Did Jobs Really Say That?
Myriad reports, originating with Wired over the weekend, are relaying what Apple CEO Steve Jobs said or allegedly said during a town hall-style meeting with employees last week after the big splash of the iPad announcement. (Stop with the iPad jokes already; has no one ever written on a pad of paper?)
You’ve no doubt seen the headlines about Jobs' comments. A few of the big ones, paraphrased here: Google, or more specifically, Android teams within Google want to kill the iPhone, and Google’s Don’t Be Evil mantra is either BS or crap. Jobs also reportedly said that Adobe is “lazy,” or something to that effect, and he may have been comparing today’s Adobe to the one of years ago.
I wasn’t there, so I have no idea what Jobs did or did not say. So far, Apple hasn’t said anything official one way or the other that I’m aware of. But assuming the general themes of the reports are true, none of them should come as too much of a surprise. Inflammatory and, like, “Wow,” come to mind. But anyone watching the Google/Apple relationship from the sidelines can see there’s friction brewing (or boiling) there, although it should be noted that Google CEO Eric Schmidt, in an earnings conference call last month, said Apple is a “very well run” company with “a lot of very good stuff coming.” He merely acknowledged that Google competes with Apple “in a couple of areas.” Ah, yeah.
As for Adobe, I don’t think it deserves the adjective of “lazy.” People for years have been asking when Flash would be available on the iPhone, and it always appears to go back to Apple’s court. It looks like Adobe engineers have tried all kinds of things to make Flash work on the iPhone. At MAX 2009 last year, Adobe announced the Packager for iPhone to allow Flash developers to create native iPhone apps. At the time I talked with Adobe representatives, they didn’t think Apple would have a problem with that. However, it was designed as one way to bring Flash to the iPhone; what was then and is now still lacking is Flash Player for the Safari browser.
The other big declaration that Jobs made last week – and this was in the public domain – is that Apple’s mobile device business, based on revenue, is even bigger than Nokia’s. A few people took exception to that, including Nokia.
Initially, I raised an eyebrow at Jobs’ assertion but let it go. After reviewing the video of his keynote now posted on Apple’s site, Jobs is actually counting iPods, iPhones and Mac laptops.

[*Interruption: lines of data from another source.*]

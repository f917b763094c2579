//! Serde representations of Verda API payloads.

use std::net::IpAddr;
use std::str::FromStr;

use serde::{Deserialize, Serialize};

use crate::provider::{CreateInstance, Instance, LifecycleState, SshKey};
use crate::shape::Sku;

#[derive(Debug, Serialize)]
pub(super) struct TokenRequest<'a> {
    pub grant_type: &'static str,
    pub client_id: &'a str,
    pub client_secret: &'a str,
}

#[derive(Debug, Deserialize)]
pub(super) struct TokenResponse {
    pub access_token: String,
    pub expires_in: u64,
}

#[derive(Debug, Deserialize)]
pub(super) struct WireInstance {
    pub id: String,
    #[serde(default)]
    pub hostname: String,
    #[serde(default)]
    pub status: String,
    #[serde(default)]
    pub instance_type: String,
    #[serde(default)]
    pub ip: Option<String>,
    #[serde(default)]
    pub location: Option<String>,
    #[serde(default)]
    pub startup_script_id: Option<String>,
}

impl From<WireInstance> for Instance {
    fn from(wire: WireInstance) -> Self {
        Self {
            id: wire.id.into(),
            hostname: wire.hostname,
            state: LifecycleState::from_provider(&wire.status),
            sku: Sku::new(wire.instance_type),
            public_ip: wire.ip.as_deref().and_then(|ip| IpAddr::from_str(ip).ok()),
            location: wire.location.map(Into::into),
            script_id: wire.startup_script_id,
        }
    }
}

#[derive(Debug, Deserialize)]
pub(super) struct WireSshKey {
    pub id: String,
    #[serde(default)]
    pub name: String,
}

impl From<WireSshKey> for SshKey {
    fn from(wire: WireSshKey) -> Self {
        Self {
            id: wire.id,
            name: wire.name,
        }
    }
}

#[derive(Debug, Serialize)]
pub(super) struct CreateInstanceBody<'a> {
    pub instance_type: &'a str,
    pub image: &'a str,
    pub hostname: &'a str,
    pub description: &'a str,
    pub ssh_key_ids: &'a [String],
    pub location_code: &'a str,
    pub is_spot: bool,
    #[serde(skip_serializing_if = "<[String]>::is_empty")]
    pub existing_volumes: &'a [String],
    #[serde(skip_serializing_if = "Option::is_none")]
    pub startup_script_id: Option<&'a str>,
}

impl<'a> CreateInstanceBody<'a> {
    pub(super) fn from_spec(spec: &'a CreateInstance) -> Self {
        Self {
            instance_type: spec.sku.as_str(),
            image: &spec.image,
            hostname: &spec.hostname,
            description: &spec.description,
            ssh_key_ids: &spec.ssh_key_ids,
            location_code: spec.location.as_str(),
            is_spot: spec.spot,
            existing_volumes: &spec.volume_ids,
            startup_script_id: spec.script_id.as_deref(),
        }
    }
}

#[derive(Debug, Serialize)]
pub(super) struct ActionRequest<'a> {
    pub action: &'a str,
}

#[cfg(test)]
mod tests {
    use super::*;
    use crate::provider::Location;

    #[test]
    fn wire_instance_maps_into_domain_snapshot() {
        let wire = WireInstance {
            id: String::from("inst-1"),
            hostname: String::from("spot-gpu-4x-1"),
            status: String::from("provisioning"),
            instance_type: String::from("4B300.120V"),
            ip: Some(String::from("192.0.2.7")),
            location: Some(String::from("FIN-02")),
            startup_script_id: None,
        };

        let instance = Instance::from(wire);

        assert_eq!(instance.state, LifecycleState::Pending);
        assert_eq!(instance.location, Some(Location::from("FIN-02")));
        assert_eq!(
            instance.public_ip,
            Some(IpAddr::from([192, 0, 2, 7])),
        );
    }

    #[test]
    fn wire_instance_drops_unparseable_addresses() {
        let wire = WireInstance {
            id: String::from("inst-1"),
            hostname: String::new(),
            status: String::from("running"),
            instance_type: String::from("1B300.30V"),
            ip: Some(String::from("pending")),
            location: None,
            startup_script_id: None,
        };

        assert_eq!(Instance::from(wire).public_ip, None);
    }

    #[test]
    fn create_body_omits_empty_optionals() {
        let spec = CreateInstance {
            sku: Sku::new("1B300.30V"),
            image: String::from("ubuntu-24.04-cuda-12.8-open-docker"),
            hostname: String::from("spot-gpu-1x-1"),
            description: String::from("test"),
            ssh_key_ids: vec![String::from("key-1")],
            location: Location::from("FIN-03"),
            spot: true,
            volume_ids: Vec::new(),
            script_id: None,
        };

        let rendered = serde_json::to_value(CreateInstanceBody::from_spec(&spec))
            .unwrap_or_else(|err| panic!("serialise create body: {err}"));

        assert!(rendered.get("existing_volumes").is_none());
        assert!(rendered.get("startup_script_id").is_none());
        assert_eq!(
            rendered.get("location_code").and_then(|v| v.as_str()),
            Some("FIN-03")
        );
    }
}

I get that these are all mobile devices in the sense that you can take them pretty much wherever you happen to go. I also get that many products in the emerging device category are not your traditional devices. But I just don’t get counting these types of devices quite in the same way you count the mobile and converged devices coming out of Nokia. Maybe I’m just old-fashioned.
There’s no doubt that Apple has been and is a brilliantly innovative product company. There’s no doubt that Nokia really, really needs to bring a “wow” device to the U.S. market. But let’s look at some numbers. In the last three months of 2009, Apple sold 8.7 million iPhones, 21 million iPods and 3.36 million Macs, totaling about 33 million. Nokia shipped 126.9 million mobile devices in that quarter. There’s a big difference there.
In its latest handset research release, Strategy Analytics puts Nokia’s fourth-quarter smartphone market share at 39 percent and Apple’s at about 16 percent. Research In Motion (RIM) had about 20 percent share in the quarter.
To say that Apple is the No. 1 mobile device company in the world might be accurate if you include a qualifier in there, such as “the No. 1 mobile device company in the world that sells the iPhone.” But really, to declare itself the largest mobile device company in the world rings a bit disingenuous.